At VentureBeat’s Transform 2019 conference last week in San Francisco, Zappos lead data scientist Ameen Kazerouni talked about how his team implemented semantic search into the website (you can watch the full session above). Unlike traditional search that matches your results purely based on the words you use, semantic search tries to understand the context and intent behind those terms.
The problem with the former is that it has a chance of returning a bunch of wrong or incorrect items that the customer has to filter through (which also might convince them to just leave the site). Kazerouni brought up the phrase “classic short” as an example. Most search bars, he said, will just show you different pairs of shorts if you typed that in. But in actuality, classic short refers to a certain type of boot.
With semantic search, websites can determine what people are really looking for and avoid those misunderstandings.
“At Zappos, we’ve actually taken it a step further and made the decision that not only is there a contextual meaning behind a search term, [but] that the contextual meaning changes on a per customer basis, as well,” Kazerouni said. “So for the millions of unique search terms — in the millions of unique customers — we actually try our best to serve individually unique search results. And I stress the word individually because it’s been a nightmare engineering problem.
“But we are at a point where it’s not collaborative filtering, it’s not segmentation; it is a one-to-one understanding of the individual and the term that they applied.”
Working around the English language
It hasn’t always been this way, however. According to Kazerouni, Zappos didn’t start using semantic search until 2017. His data science team wasn’t working on search at all. That responsibility fell to the company’s search team, which maintains the database of words in the Zappos.com search index. But the old lexical-based algorithm kept giving customers too many poor results when they searched for specific items like classic shorts or dress shoes.
The search team created manual redirects for these terms as they popped up (like telling the system to point to boots instead of shorts when searching for classic shorts), but it quickly got out of hand.
“I think the search team realized they were playing a game of whack-a-mole. Because when you said, ‘Fix classic short’ to go to these boots,’ what that would do is then change the search index to be weighted more on the product name,” said Kazerouni. “So hiking shorts would not go to shorts; it would go to something else instead. And when dress shirts would go to dresses, we’d be like, ‘Well, dress here is more of an occasion and not a product type. So please fix that.’
“And then someone would type in ‘evening dress’, and it would not go to dresses anymore and go to shirts instead because dress would now be more important than dress shirt.

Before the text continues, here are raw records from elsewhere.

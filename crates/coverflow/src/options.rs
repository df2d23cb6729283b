use crate::tap_resolution::ClickIndexPolicy;
use coverflow_foundation::gesture_constants::{LONG_PRESS_TIMEOUT_MS, TOUCH_SLOP};
use coverflow_ui_graphics::Dp;

/// Rendering requirements the container places on its host.
///
/// Neighbouring pages are drawn outside the pager's bounds, so the container
/// must not clip its children. Some compositors also fail to honour disabled
/// child clipping on accelerated layers; `prefer_software_layer` tells those
/// hosts to composite the container in software. Neither flag affects touch
/// handling.
#[derive(Clone, Copy, Debug, PartialEq, Eq)]
pub struct RenderHints {
    pub clip_children: bool,
    pub prefer_software_layer: bool,
}

impl Default for RenderHints {
    fn default() -> Self {
        Self {
            clip_children: false,
            prefer_software_layer: true,
        }
    }
}

#[derive(Clone, Copy, Debug, PartialEq)]
pub struct PagerContainerOptions {
    pub touch_slop: Dp,
    /// Physical pixels per dp, used to resolve `touch_slop`.
    pub density: f32,
    pub long_press_timeout_ms: u64,
    pub click_index_policy: ClickIndexPolicy,
    pub render_hints: RenderHints,
}

impl Default for PagerContainerOptions {
    fn default() -> Self {
        Self {
            touch_slop: TOUCH_SLOP,
            density: 1.0,
            long_press_timeout_ms: LONG_PRESS_TIMEOUT_MS,
            click_index_policy: ClickIndexPolicy::default(),
            render_hints: RenderHints::default(),
        }
    }
}

impl PagerContainerOptions {
    pub fn with_touch_slop(mut self, touch_slop: Dp) -> Self {
        self.touch_slop = touch_slop;
        self
    }

    pub fn with_density(mut self, density: f32) -> Self {
        self.density = density;
        self
    }

    pub fn with_long_press_timeout(mut self, timeout_ms: u64) -> Self {
        self.long_press_timeout_ms = timeout_ms;
        self
    }

    pub fn with_click_index_policy(mut self, policy: ClickIndexPolicy) -> Self {
        self.click_index_policy = policy;
        self
    }

    pub fn with_render_hints(mut self, render_hints: RenderHints) -> Self {
        self.render_hints = render_hints;
        self
    }

    pub fn touch_slop_px(&self) -> f32 {
        self.touch_slop.to_px(self.density)
    }
}

#[cfg(test)]
mod tests {
    use super::*;

    #[test]
    fn defaults_do_not_clip_and_pass_indices_through() {
        let options = PagerContainerOptions::default();
        assert!(!options.render_hints.clip_children);
        assert!(options.render_hints.prefer_software_layer);
        assert_eq!(options.click_index_policy, ClickIndexPolicy::PassThrough);
        assert_eq!(options.touch_slop_px(), TOUCH_SLOP.0);
    }

    #[test]
    fn slop_scales_with_density() {
        let options = PagerContainerOptions::default()
            .with_touch_slop(Dp(10.0))
            .with_density(3.0);
        assert_eq!(options.touch_slop_px(), 30.0);
    }
}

So they realized that they were fixing one problem [while] creating seven other problems.”
Between late 2016 and early 2017, the search team approached Kazerouni and asked his data science crew for help. Part of the issue had to do with the language itself.
“We realized that English is a very funny language in the sense that many, many words are heavily overloaded. They have many different meanings depending on the phrase that they occur in,” said Kazerouni. “So the first thing we set out to do was understanding search terms, taking in search terms, and looking at customer behavior and building machine learning models that could create what are known as word embeddings.”
Word embeddings are mathematical representations of words and phrases, something that the search engine could use to predict the meaning behind customers’ terms. The first tests of Zappos’ new semantic search algorithm were positive, resulting in a significant increase in click-through rates and engagement on the website.
“We were showing ROIs as a machine learning team, which I hear is not very common,” said Kazerouni, laughing. “So it was also fun to prove to our business stakeholders that we weren’t just a research team or PR stunt. We were actually going to provide value to the core business.”
Kazerouni noted that Zappos has since “evolved past” word embeddings and built neural networks to enhance its semantic search engine. It’s been a huge success for Zappos so far, leading to more searches and an increase in revenue. And some tech-savvy consumers are helping them improve it: They’ve been chiming in with their experiences in feedback surveys, with some people specifically mentioning the algorithm.
“But I just love that the consumer is expecting machine learning-driven solutions and demanding an experience that is more intelligent in a way. That’s surprising to me. And I love it,” said Kazerouni.